> **Work required**
Copy out every line holding the string "usize" from the records below.
(Beginning of Recorded information)
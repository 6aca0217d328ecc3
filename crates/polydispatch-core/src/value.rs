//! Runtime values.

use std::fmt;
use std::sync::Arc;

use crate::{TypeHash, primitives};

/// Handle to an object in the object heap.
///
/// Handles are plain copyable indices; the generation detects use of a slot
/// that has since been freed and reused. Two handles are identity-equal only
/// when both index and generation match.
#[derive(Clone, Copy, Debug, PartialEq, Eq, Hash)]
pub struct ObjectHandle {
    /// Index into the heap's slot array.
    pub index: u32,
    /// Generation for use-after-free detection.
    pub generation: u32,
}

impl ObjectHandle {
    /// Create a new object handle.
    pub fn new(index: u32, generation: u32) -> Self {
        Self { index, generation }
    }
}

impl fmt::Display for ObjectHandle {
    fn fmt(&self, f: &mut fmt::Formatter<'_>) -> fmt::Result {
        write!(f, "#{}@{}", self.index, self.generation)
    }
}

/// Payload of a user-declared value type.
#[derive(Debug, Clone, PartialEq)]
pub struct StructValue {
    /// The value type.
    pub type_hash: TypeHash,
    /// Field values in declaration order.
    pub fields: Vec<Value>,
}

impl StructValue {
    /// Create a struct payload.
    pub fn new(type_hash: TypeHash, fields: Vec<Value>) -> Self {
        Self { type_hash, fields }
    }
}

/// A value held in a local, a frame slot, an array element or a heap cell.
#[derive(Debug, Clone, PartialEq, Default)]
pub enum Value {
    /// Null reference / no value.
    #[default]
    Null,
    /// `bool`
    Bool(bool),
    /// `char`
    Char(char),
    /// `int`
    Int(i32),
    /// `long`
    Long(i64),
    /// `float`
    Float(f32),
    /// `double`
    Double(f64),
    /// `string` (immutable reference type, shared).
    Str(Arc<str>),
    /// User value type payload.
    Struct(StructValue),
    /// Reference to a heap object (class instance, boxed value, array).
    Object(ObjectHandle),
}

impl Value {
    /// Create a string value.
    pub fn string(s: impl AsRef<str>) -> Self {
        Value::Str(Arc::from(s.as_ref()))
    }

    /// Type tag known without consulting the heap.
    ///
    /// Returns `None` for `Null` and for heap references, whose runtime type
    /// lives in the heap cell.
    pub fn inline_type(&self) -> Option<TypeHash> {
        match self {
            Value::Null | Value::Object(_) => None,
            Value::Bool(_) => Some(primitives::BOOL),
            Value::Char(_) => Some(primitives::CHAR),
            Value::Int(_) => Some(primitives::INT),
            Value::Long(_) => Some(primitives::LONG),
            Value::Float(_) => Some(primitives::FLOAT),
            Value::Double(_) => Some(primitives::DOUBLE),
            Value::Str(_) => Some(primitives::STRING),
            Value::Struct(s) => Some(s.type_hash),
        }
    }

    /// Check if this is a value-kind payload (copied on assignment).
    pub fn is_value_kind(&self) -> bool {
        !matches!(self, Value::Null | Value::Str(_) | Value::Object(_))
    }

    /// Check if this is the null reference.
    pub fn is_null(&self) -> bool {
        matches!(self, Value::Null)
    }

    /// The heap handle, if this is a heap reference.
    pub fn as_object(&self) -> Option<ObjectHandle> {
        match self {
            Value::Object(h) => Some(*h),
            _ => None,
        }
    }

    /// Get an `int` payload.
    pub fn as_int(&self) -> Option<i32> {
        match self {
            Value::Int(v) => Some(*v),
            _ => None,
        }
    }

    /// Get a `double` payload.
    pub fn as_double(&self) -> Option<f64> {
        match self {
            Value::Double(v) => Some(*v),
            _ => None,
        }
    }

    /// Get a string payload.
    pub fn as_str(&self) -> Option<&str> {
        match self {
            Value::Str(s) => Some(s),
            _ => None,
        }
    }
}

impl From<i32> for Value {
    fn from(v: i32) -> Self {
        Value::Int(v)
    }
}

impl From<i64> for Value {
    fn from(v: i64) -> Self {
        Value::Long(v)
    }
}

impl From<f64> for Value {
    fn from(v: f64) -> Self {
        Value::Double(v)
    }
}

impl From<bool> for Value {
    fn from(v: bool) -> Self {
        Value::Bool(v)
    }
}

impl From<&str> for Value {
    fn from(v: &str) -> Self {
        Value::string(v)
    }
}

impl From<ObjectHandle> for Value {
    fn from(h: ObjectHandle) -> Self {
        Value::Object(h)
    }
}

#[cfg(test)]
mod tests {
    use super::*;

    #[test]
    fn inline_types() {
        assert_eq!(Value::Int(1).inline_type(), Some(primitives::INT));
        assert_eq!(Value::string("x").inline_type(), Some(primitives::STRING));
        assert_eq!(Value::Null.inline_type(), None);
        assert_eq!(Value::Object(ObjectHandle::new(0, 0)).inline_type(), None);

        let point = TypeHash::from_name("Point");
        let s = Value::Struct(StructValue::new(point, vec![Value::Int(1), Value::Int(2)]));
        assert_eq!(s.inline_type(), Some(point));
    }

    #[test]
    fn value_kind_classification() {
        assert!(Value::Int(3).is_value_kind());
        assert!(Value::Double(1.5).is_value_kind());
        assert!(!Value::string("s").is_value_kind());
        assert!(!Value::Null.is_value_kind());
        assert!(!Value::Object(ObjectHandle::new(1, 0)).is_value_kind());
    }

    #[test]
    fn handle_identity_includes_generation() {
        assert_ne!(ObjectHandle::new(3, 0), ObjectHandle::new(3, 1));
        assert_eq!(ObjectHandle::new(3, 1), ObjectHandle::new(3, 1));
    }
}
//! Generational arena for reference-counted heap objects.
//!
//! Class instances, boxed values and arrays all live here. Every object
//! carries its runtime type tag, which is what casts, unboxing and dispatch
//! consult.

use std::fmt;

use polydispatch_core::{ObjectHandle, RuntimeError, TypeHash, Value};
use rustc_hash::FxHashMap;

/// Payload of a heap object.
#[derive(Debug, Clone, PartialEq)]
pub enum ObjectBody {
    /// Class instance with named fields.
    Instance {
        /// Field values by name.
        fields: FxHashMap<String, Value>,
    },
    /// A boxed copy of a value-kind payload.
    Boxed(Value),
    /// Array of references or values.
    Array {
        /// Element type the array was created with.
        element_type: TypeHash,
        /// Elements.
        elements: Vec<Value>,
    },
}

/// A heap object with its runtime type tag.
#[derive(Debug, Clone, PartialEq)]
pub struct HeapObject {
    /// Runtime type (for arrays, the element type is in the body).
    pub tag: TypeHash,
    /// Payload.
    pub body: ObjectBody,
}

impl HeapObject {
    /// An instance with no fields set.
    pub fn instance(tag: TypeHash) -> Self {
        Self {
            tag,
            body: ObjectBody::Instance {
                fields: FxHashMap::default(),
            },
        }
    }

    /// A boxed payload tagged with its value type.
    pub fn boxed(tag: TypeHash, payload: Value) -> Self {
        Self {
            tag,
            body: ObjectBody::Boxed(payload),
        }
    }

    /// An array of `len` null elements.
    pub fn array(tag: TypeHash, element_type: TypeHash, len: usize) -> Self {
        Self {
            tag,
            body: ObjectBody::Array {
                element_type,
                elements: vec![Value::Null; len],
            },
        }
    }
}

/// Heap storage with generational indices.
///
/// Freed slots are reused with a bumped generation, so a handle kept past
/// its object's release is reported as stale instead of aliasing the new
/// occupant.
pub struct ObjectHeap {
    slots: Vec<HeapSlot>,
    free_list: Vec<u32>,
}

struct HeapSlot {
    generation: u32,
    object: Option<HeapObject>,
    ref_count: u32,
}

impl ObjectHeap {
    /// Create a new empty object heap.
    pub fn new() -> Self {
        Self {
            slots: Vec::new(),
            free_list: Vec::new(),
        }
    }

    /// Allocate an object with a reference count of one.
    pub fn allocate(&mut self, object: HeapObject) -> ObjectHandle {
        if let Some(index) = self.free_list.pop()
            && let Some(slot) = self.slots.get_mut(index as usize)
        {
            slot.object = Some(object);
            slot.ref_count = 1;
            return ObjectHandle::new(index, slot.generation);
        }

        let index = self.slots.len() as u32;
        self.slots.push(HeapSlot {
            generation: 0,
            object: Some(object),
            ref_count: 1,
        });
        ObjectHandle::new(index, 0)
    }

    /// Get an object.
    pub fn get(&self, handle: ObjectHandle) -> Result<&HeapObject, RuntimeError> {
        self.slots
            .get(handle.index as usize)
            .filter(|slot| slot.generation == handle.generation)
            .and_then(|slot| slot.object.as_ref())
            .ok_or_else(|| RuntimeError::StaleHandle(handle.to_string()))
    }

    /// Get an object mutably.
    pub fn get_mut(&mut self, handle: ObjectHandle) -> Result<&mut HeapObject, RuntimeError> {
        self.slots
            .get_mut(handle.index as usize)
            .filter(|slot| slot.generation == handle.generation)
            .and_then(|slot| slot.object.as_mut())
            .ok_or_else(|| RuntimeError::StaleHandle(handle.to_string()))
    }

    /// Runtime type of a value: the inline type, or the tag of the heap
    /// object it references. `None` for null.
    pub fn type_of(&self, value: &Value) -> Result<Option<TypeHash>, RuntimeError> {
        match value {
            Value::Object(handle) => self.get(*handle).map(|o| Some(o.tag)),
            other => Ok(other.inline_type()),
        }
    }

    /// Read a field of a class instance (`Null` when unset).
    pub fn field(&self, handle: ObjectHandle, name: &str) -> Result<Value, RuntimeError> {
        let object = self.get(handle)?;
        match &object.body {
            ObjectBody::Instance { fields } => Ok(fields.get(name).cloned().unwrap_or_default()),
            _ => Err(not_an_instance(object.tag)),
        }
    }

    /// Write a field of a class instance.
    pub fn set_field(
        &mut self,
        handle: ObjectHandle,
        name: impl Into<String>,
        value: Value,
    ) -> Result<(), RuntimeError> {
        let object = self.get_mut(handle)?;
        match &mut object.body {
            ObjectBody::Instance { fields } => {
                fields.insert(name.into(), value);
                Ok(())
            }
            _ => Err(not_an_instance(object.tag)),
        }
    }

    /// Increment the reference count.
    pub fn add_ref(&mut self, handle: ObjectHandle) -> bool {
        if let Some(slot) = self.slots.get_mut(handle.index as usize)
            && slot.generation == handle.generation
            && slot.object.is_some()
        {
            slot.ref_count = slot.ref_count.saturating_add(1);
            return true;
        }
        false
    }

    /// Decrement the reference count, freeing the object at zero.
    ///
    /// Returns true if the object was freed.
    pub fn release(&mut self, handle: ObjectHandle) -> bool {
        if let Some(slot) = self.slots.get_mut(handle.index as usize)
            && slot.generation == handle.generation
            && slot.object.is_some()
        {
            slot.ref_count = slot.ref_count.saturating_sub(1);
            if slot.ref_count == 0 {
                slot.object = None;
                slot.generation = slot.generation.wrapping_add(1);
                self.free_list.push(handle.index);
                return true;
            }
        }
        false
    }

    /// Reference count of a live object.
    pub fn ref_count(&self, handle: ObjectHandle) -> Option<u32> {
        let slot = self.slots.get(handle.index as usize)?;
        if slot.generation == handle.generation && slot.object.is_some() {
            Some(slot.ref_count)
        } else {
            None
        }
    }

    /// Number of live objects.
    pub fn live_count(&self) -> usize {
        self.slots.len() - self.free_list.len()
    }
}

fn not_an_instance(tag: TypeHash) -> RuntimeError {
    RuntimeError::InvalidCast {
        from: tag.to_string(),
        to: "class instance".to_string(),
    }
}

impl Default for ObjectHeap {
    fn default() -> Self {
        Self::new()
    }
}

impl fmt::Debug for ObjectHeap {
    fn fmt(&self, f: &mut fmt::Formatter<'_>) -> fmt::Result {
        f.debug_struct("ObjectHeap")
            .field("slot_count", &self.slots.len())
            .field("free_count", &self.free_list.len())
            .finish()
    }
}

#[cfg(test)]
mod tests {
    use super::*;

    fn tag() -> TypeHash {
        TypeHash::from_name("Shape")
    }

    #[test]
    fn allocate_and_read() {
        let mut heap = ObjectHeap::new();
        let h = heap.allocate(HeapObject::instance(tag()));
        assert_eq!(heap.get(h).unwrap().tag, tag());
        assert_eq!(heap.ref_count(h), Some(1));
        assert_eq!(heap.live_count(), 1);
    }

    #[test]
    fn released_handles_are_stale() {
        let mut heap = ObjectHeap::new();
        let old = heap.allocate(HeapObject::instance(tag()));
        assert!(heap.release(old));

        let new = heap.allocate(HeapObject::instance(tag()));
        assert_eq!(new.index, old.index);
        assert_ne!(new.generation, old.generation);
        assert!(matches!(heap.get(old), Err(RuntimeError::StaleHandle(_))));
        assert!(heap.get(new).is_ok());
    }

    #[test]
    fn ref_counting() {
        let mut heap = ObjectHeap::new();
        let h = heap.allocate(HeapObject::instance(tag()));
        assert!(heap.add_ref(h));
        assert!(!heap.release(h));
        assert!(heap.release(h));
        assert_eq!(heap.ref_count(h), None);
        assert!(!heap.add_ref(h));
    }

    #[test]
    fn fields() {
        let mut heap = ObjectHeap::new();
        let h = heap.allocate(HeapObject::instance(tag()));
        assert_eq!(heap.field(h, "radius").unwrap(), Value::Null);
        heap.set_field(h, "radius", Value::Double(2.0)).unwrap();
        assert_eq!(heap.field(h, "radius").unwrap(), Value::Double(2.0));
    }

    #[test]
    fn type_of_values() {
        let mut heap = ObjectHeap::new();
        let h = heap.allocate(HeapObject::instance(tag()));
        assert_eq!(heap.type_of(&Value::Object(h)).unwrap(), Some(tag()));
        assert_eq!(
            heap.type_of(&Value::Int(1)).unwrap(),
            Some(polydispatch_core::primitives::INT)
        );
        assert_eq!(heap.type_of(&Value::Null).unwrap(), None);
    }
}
(End of Recorded information)
> **Solution**
    pub fn array(tag: TypeHash, element_type: TypeHash, len: usize) -> Self {
            && let Some(slot) = self.slots.get_mut(index as usize)
            .get(handle.index as usize)
            .get_mut(handle.index as usize)
        if let Some(slot) = self.slots.get_mut(handle.index as usize)
        if let Some(slot) = self.slots.get_mut(handle.index as usize)
        let slot = self.slots.get(handle.index as usize)?;
    pub fn live_count(&self) -> usize {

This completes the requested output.